Top of Entries supplied

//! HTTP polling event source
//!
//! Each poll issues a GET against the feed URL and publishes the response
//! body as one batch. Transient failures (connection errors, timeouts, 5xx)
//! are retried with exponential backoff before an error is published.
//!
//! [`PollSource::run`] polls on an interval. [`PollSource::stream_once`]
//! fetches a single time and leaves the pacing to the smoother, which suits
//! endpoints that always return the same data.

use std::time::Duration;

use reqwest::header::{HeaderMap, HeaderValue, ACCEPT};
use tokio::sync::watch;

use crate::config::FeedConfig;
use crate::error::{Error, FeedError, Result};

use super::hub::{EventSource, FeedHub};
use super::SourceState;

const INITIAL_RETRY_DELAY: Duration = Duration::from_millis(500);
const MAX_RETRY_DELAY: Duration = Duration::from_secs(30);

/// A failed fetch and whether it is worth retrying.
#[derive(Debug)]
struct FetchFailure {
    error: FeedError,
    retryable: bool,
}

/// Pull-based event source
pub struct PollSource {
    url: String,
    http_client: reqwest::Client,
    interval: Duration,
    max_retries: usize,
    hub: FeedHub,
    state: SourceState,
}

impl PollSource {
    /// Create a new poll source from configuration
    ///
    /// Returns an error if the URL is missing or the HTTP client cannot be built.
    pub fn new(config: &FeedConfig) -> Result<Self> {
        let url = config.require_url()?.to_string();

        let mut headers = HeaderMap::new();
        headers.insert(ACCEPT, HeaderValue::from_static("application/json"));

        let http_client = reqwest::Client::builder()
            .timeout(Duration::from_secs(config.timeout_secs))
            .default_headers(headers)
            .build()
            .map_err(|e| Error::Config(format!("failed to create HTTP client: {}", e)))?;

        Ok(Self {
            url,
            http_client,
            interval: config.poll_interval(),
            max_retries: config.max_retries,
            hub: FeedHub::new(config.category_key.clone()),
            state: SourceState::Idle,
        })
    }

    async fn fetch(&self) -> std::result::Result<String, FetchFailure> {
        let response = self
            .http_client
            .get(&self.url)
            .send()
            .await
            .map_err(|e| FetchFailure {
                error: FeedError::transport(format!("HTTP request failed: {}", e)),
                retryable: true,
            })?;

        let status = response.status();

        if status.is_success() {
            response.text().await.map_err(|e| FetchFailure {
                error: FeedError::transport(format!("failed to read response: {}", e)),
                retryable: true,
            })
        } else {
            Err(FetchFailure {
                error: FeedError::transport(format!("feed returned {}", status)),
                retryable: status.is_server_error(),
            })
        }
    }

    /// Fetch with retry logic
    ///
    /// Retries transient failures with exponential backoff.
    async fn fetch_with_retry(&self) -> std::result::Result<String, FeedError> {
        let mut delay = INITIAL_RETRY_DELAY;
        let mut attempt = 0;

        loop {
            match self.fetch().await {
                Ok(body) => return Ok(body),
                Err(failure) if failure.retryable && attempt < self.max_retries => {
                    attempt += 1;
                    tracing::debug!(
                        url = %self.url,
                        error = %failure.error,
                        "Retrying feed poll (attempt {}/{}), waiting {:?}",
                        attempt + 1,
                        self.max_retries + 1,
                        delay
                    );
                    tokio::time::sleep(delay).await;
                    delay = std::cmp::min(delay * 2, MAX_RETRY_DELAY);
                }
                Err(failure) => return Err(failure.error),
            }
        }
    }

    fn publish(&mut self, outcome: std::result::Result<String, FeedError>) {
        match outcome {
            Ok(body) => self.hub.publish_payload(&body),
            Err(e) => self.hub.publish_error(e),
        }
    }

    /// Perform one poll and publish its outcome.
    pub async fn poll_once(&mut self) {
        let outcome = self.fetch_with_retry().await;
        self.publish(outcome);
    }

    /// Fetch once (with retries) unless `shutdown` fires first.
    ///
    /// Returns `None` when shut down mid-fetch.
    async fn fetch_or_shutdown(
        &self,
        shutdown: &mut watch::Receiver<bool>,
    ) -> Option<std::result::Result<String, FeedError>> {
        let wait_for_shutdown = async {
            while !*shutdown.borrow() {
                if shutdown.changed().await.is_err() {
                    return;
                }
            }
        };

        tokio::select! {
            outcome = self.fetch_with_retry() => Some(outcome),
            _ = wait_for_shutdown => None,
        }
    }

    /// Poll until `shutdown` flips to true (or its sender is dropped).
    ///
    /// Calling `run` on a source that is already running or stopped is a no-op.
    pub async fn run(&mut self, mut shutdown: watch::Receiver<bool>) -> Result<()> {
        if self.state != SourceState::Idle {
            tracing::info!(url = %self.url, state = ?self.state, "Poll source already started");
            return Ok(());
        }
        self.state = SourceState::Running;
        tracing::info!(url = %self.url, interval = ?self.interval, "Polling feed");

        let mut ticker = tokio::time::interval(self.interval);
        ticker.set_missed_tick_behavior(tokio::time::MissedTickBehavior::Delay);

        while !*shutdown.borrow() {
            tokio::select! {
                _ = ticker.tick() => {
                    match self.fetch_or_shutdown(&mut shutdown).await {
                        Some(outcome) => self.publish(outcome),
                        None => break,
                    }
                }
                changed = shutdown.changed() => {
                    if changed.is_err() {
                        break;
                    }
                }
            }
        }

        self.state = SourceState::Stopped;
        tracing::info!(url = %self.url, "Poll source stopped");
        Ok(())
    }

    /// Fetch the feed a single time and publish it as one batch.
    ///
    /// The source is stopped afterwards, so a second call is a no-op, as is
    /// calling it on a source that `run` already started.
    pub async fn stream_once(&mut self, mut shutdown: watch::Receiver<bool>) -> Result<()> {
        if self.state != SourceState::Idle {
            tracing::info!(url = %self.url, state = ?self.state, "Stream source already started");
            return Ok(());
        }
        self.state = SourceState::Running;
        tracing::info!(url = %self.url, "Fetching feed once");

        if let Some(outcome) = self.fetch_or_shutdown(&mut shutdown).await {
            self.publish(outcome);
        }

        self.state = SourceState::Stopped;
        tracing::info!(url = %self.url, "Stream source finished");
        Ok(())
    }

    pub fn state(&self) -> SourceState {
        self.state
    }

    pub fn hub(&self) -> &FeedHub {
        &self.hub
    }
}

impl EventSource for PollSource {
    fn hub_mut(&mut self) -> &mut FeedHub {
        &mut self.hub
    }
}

Bottom of Entries supplied

Work item
Scan the entries above for the line containing "publish its outcome.", and copy it and all lines after it exactly, down to and including the line containing "pub async fn run(&mut".

Expected answer
    /// Perform one poll and publish its outcome.
    pub async fn poll_once(&mut self) {
        let outcome = self.fetch_with_retry().await;
        self.publish(outcome);
    }

    /// Fetch once (with retries) unless `shutdown` fires first.
    ///
    /// Returns `None` when shut down mid-fetch.
    async fn fetch_or_shutdown(
        &self,
        shutdown: &mut watch::Receiver<bool>,
    ) -> Option<std::result::Result<String, FeedError>> {
        let wait_for_shutdown = async {
            while !*shutdown.borrow() {
                if shutdown.changed().await.is_err() {
                    return;
                }
            }
        };

        tokio::select! {
            outcome = self.fetch_with_retry() => Some(outcome),
            _ = wait_for_shutdown => None,
        }
    }

    /// Poll until `shutdown` flips to true (or its sender is dropped).
    ///
    /// Calling `run` on a source that is already running or stopped is a no-op.
    pub async fn run(&mut self, mut shutdown: watch::Receiver<bool>) -> Result<()> {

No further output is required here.